Fergus Scott’s Southern House in NSW. Photograph: Michael Nicholson

One prime example of how the bush architecture movement comes back to the simplest of things is Box House, by the architect Nicholas Murcutt. On a one-and-a- half-acre block on the south coast of NSW, surrounded by gum trees, Box House is contained in four walls.

Its owner, Elizabeth Charles, has always lived regionally and is happiest in the country. She and her partner, Martin, both artists, commissioned Box House principally for their family of three as a humble holiday retreat, but it changed the way they wanted to live.

“When you bring nature and beauty into your life, you are so enriched by it,” says Charles. “Not only that, it is the modesty of your living. When things do become simpler, it frees you up for other interests and pursuits.”

Built from solid hardwood, the craftsmanship of the six-metre cube has attracted national and international attention, as both a structure of power and beauty, and a simple reimagining of a tent.

“We wanted a house that was modest, that had a light footprint and met our most basic needs.

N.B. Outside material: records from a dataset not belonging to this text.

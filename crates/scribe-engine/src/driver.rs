//! Streaming session driver: runs one turn per request and exposes its
//! events as an ordered stream that ends with exactly one terminal event.

use std::pin::Pin;
use std::sync::Arc;
use std::task::{Context, Poll};
use std::time::Duration;

use futures::Stream;
use tokio_stream::wrappers::ReceiverStream;
use tokio_util::sync::{CancellationToken, DropGuard};
use tracing::{error, info, warn, Instrument};

use scribe_core::events::TurnEvent;
use scribe_core::ids::ThreadId;
use scribe_store::{ConversationStore, ThreadLocks, ThreadState};

use crate::error::EngineError;
use crate::sink::EventSink;
use crate::supervisor::{Supervisor, TurnContext, TurnOutcome};

#[derive(Clone, Debug)]
pub struct DriverConfig {
    /// Events buffered per stream before the turn waits for the client.
    pub channel_capacity: usize,
}

impl Default for DriverConfig {
    fn default() -> Self {
        Self {
            channel_capacity: 64,
        }
    }
}

/// Per-request knobs.
#[derive(Clone, Debug, Default, PartialEq)]
pub struct TurnOverrides {
    /// Replaces both the worker and the tool timeout for this turn.
    pub timeout: Option<Duration>,
}

#[derive(Clone, Debug)]
pub struct TurnRequest {
    pub query: String,
    pub thread_id: ThreadId,
    pub overrides: TurnOverrides,
}

impl TurnRequest {
    pub fn new(query: impl Into<String>, thread_id: ThreadId) -> Self {
        Self {
            query: query.into(),
            thread_id,
            overrides: TurnOverrides::default(),
        }
    }

    pub fn with_timeout(mut self, timeout: Duration) -> Self {
        self.overrides.timeout = Some(timeout);
        self
    }
}

enum TurnMode {
    Query(String),
    Resume,
}

pub struct SessionDriver {
    supervisor: Arc<Supervisor>,
    locks: Arc<ThreadLocks>,
    config: DriverConfig,
}

impl SessionDriver {
    pub fn new(supervisor: Arc<Supervisor>, config: DriverConfig) -> Self {
        Self {
            supervisor,
            locks: Arc::new(ThreadLocks::new()),
            config,
        }
    }

    pub fn store(&self) -> &Arc<dyn ConversationStore> {
        self.supervisor.store()
    }

    /// Start a turn for `request.query`.
    ///
    /// The turn waits for any earlier turn on the same thread. If the thread's
    /// previous turn was interrupted and this is the same query, that turn is
    /// resumed instead of started over.
    pub fn open_stream(&self, request: TurnRequest) -> TurnStream {
        self.spawn_turn(request.thread_id, TurnMode::Query(request.query), request.overrides)
    }

    /// Resume the thread's interrupted turn.
    pub fn resume_stream(&self, thread_id: ThreadId, overrides: TurnOverrides) -> TurnStream {
        self.spawn_turn(thread_id, TurnMode::Resume, overrides)
    }

    /// Committed transcript; `None` for a thread never written.
    pub fn history(&self, thread_id: &ThreadId) -> Result<Option<ThreadState>, EngineError> {
        Ok(self.store().load(thread_id)?)
    }

    /// Whether a turn currently holds the thread.
    pub fn is_busy(&self, thread_id: &ThreadId) -> bool {
        self.locks.is_busy(thread_id)
    }

    fn spawn_turn(&self, thread_id: ThreadId, mode: TurnMode, overrides: TurnOverrides) -> TurnStream {
        let (sink, rx) = EventSink::channel(self.config.channel_capacity);
        let cancel = CancellationToken::new();
        let config = self.supervisor.config();
        let ctx = TurnContext {
            sink,
            cancel: cancel.clone(),
            worker_timeout: overrides.timeout.unwrap_or(config.worker_timeout),
            tool_timeout: overrides.timeout.unwrap_or(config.tool_timeout),
        };

        // Queue position is taken here, in submission order, not when the task first runs.
        let reservation = self.locks.reserve(&thread_id);
        let supervisor = Arc::clone(&self.supervisor);
        let locks = Arc::clone(&self.locks);
        let thread = thread_id.clone();
        let span = tracing::info_span!("turn", thread_id = %thread_id);

        tokio::spawn(
            async move {
                let guard = tokio::select! {
                    _ = ctx.cancel.cancelled() => None,
                    guard = reservation.acquire() => Some(guard),
                };
                if let Some(guard) = guard {
                    let result = run(&supervisor, &thread, mode, &ctx).await;
                    finish(&supervisor, &thread, result, &ctx.sink).await;
                    drop(guard);
                }
                locks.prune();
            }
            .instrument(span),
        );

        TurnStream {
            thread_id,
            events: ReceiverStream::new(rx),
            finished: false,
            _cancel: cancel.drop_guard(),
        }
    }
}

async fn run(
    supervisor: &Supervisor,
    thread_id: &ThreadId,
    mode: TurnMode,
    ctx: &TurnContext,
) -> Result<TurnOutcome, EngineError> {
    let query = match mode {
        TurnMode::Resume => return supervisor.resume_turn(thread_id, ctx).await,
        TurnMode::Query(query) => query,
    };

    if let Some((interrupted, _)) = supervisor.in_flight(thread_id)? {
        if interrupted.query == query {
            info!(turn_id = %interrupted.turn_id, "same query as the interrupted turn, resuming");
            return supervisor.resume_turn(thread_id, ctx).await;
        }
        supervisor.abandon(thread_id, "superseded by a new query")?;
    }
    supervisor.run_turn(thread_id, &query, ctx).await
}

/// Send the terminal event. A failed turn is marked so it is not resumed;
/// an aborted one keeps its checkpoint.
async fn finish(
    supervisor: &Supervisor,
    thread_id: &ThreadId,
    result: Result<TurnOutcome, EngineError>,
    sink: &EventSink,
) {
    let terminal = match result {
        Ok(outcome) => {
            info!(turn_id = %outcome.turn_id, steps = outcome.steps, "turn streamed");
            TurnEvent::End
        }
        Err(e) => {
            match &e {
                EngineError::Aborted => info!("turn aborted, checkpoint kept for resume"),
                EngineError::NothingToResume(_) => warn!(error = %e, "resume requested"),
                _ => {
                    error!(error = %e, kind = e.error_kind(), "turn failed");
                    if let Err(mark) = supervisor.abandon(thread_id, &e.to_string()) {
                        warn!(error = %mark, "could not mark failed turn");
                    }
                }
            }
            TurnEvent::error(e.user_message())
        }
    };
    // Nobody left to tell if the client is gone.
    let _ = sink.send(terminal).await;
}
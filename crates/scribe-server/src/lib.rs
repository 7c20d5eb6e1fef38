pub mod error;
pub mod handlers;
pub mod server;
pub mod sse;

pub use error::ApiError;
pub use server::{build_router, start, AppState, ServerConfig, ServerHandle};
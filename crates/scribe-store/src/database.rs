use std::path::{Path, PathBuf};
use std::sync::Arc;

use parking_lot::Mutex;
use rusqlite::{Connection, OptionalExtension};
use tracing::info;

use crate::error::StoreError;
use crate::schema;

/// Shared SQLite connection. rusqlite connections are not `Sync`, so access is
/// serialized through a `parking_lot::Mutex`.
#[derive(Clone)]
pub struct Database {
    conn: Arc<Mutex<Connection>>,
    path: PathBuf,
}

impl Database {
    /// Open or create a database file, creating parent directories as needed.
    pub fn open(path: &Path) -> Result<Self, StoreError> {
        if let Some(parent) = path.parent().filter(|p| !p.as_os_str().is_empty()) {
            std::fs::create_dir_all(parent)
                .map_err(|e| StoreError::Unavailable(format!("create {}: {e}", parent.display())))?;
        }

        let conn = Connection::open(path)
            .map_err(|e| StoreError::Unavailable(format!("open {}: {e}", path.display())))?;
        init(&conn)
            .map_err(|e| StoreError::Unavailable(format!("initialize {}: {e}", path.display())))?;

        info!(path = %path.display(), "database opened");
        Ok(Self {
            conn: Arc::new(Mutex::new(conn)),
            path: path.to_owned(),
        })
    }

    pub fn in_memory() -> Result<Self, StoreError> {
        let conn = Connection::open_in_memory()
            .map_err(|e| StoreError::Unavailable(e.to_string()))?;
        init(&conn)?;
        Ok(Self {
            conn: Arc::new(Mutex::new(conn)),
            path: PathBuf::from(":memory:"),
        })
    }

    pub fn with_conn<F, T>(&self, f: F) -> Result<T, StoreError>
    where
        F: FnOnce(&Connection) -> Result<T, StoreError>,
    {
        let conn = self.conn.lock();
        f(&conn)
    }

    /// Run `f` inside a transaction; commits on `Ok`, rolls back on `Err`.
    pub fn with_tx<F, T>(&self, f: F) -> Result<T, StoreError>
    where
        F: FnOnce(&rusqlite::Transaction<'_>) -> Result<T, StoreError>,
    {
        let mut conn = self.conn.lock();
        let tx = conn.transaction()?;
        let value = f(&tx)?;
        tx.commit()?;
        Ok(value)
    }

    pub fn path(&self) -> &Path {
        &self.path
    }
}

fn init(conn: &Connection) -> Result<(), StoreError> {
    conn.execute_batch(schema::PRAGMAS)
        .map_err(|e| StoreError::Database(format!("pragmas: {e}")))?;
    conn.execute_batch(schema::CREATE_TABLES)
        .map_err(|e| StoreError::Database(format!("schema: {e}")))?;

    let version: Option<u32> = conn
        .query_row("SELECT version FROM schema_version LIMIT 1", [], |row| row.get(0))
        .optional()?;
    match version {
        None => {
            conn.execute(
                "INSERT INTO schema_version (version) VALUES (?1)",
                [schema::SCHEMA_VERSION],
            )?;
        }
        Some(v) if v > schema::SCHEMA_VERSION => {
            return Err(StoreError::Unavailable(format!(
                "database schema version {v} is newer than supported {}",
                schema::SCHEMA_VERSION
            )));
        }
        Some(_) => {}
    }
    Ok(())
}
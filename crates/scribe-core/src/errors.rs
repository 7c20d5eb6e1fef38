use std::time::Duration;

/// Failures talking to the reasoning model.
///
/// Fatal errors are never retried; retryable ones may be retried by
/// `ReliableProvider` or by a worker retry policy.
#[derive(Clone, Debug, thiserror::Error)]
pub enum GatewayError {
    #[error("authentication failed: {0}")]
    AuthenticationFailed(String),
    #[error("invalid request: {0}")]
    InvalidRequest(String),

    #[error("rate limited")]
    RateLimited { retry_after: Option<Duration> },
    #[error("server error {status}: {body}")]
    ServerError { status: u16, body: String },
    #[error("provider overloaded")]
    ProviderOverloaded,
    #[error("network error: {0}")]
    NetworkError(String),
    #[error("stream interrupted: {0}")]
    StreamInterrupted(String),

    #[error("timed out after {0:?}")]
    Timeout(Duration),
    #[error("cancelled")]
    Cancelled,
}

impl GatewayError {
    pub fn is_retryable(&self) -> bool {
        matches!(
            self,
            Self::RateLimited { .. }
                | Self::ServerError { .. }
                | Self::ProviderOverloaded
                | Self::NetworkError(_)
                | Self::StreamInterrupted(_)
        )
    }

    pub fn is_fatal(&self) -> bool {
        matches!(self, Self::AuthenticationFailed(_) | Self::InvalidRequest(_))
    }

    pub fn suggested_delay(&self) -> Option<Duration> {
        match self {
            Self::RateLimited { retry_after } => *retry_after,
            _ => None,
        }
    }

    pub fn error_kind(&self) -> &'static str {
        match self {
            Self::AuthenticationFailed(_) => "authentication_failed",
            Self::InvalidRequest(_) => "invalid_request",
            Self::RateLimited { .. } => "rate_limited",
            Self::ServerError { .. } => "server_error",
            Self::ProviderOverloaded => "provider_overloaded",
            Self::NetworkError(_) => "network_error",
            Self::StreamInterrupted(_) => "stream_interrupted",
            Self::Timeout(_) => "timeout",
            Self::Cancelled => "cancelled",
        }
    }

    pub fn from_status(status: u16, body: String) -> Self {
        match status {
            401 | 403 => Self::AuthenticationFailed(body),
            400 | 404 | 422 => Self::InvalidRequest(body),
            429 => Self::RateLimited { retry_after: None },
            503 | 529 => Self::ProviderOverloaded,
            500..=599 => Self::ServerError { status, body },
            _ => Self::InvalidRequest(format!("unexpected status {status}: {body}")),
        }
    }
}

We had been camping and enjoyed the land through that process, so we were keen to have a house in that spirit.”

Nicholas Murcutt’s Box House, south coast, NSW. Photograph: Brett Boardman

Box House, which runs on solar and a small amount of gas, is mostly self-sustainable. Conceived almost 25 years ago on a shoestring budget, it is easily liveable and has little ongoing cost. It also has an enduring legacy as a sculptural piece of architecture and one that treats its inhabitants to a well-designed space flooded with light.

“If there is a storm outside, to witness that from the comfort and security of the house, gives us such perspective,” says Charles. “That is what I love most about Box House, that connection. It is uplifting, and in that respect the legacy of the house is a real gift from the architect.”

That gift is set to live on, with Box House to open to the public as a short stay, in the hope that more people can experience the house and the value of its design.

Such minimalism, like in Box House, is continuing to be embraced, even as bush architecture moves away from the knocked-up tin shed.

“What is interesting about building in the bush is that, if it was the perfect climate, you’d hardly need a building at all,” Fergus Scott says. “You’d just be making a garden.”

An analysis of what the land can offer is important as modern bush architecture moves to embrace the practical and the aesthetic, in a bid to create buildings with a light footprint.

“I have seen clients take positive steps to rehabilitate the land and understand previous vegetation patterns, which is great to see,” says Scott.

Fergus Scott’s Jilliby House. Photograph: Michael Nicholson

“People are thinking about it not just as, ‘What can we take from the land?’ but ‘What can we give and when we leave it, how can we leave it in a better place?’”

This is reflected in the trend of prefabricated houses too, where there is good and bad to be had in fusing design and utility.

“The advantage is that the house can be brought in with minimal impact on the land on which it is placed,” says Scott. “But the disadvantage is that sometimes prefab houses don’t open up to the outside that well, and feel internalised.”

Long after seminal buildings such as Richard Leplastrier’s Palm Garden House and Gabriel Poole’s Lake Weyba House started to define bush architecture, a treechange is leading modern rural buildings to prominence.

“Now it is more than a romantic idea of living in a little shed for a while when life gets too busy,” says Scott, who admits he would like to have his own house in the country.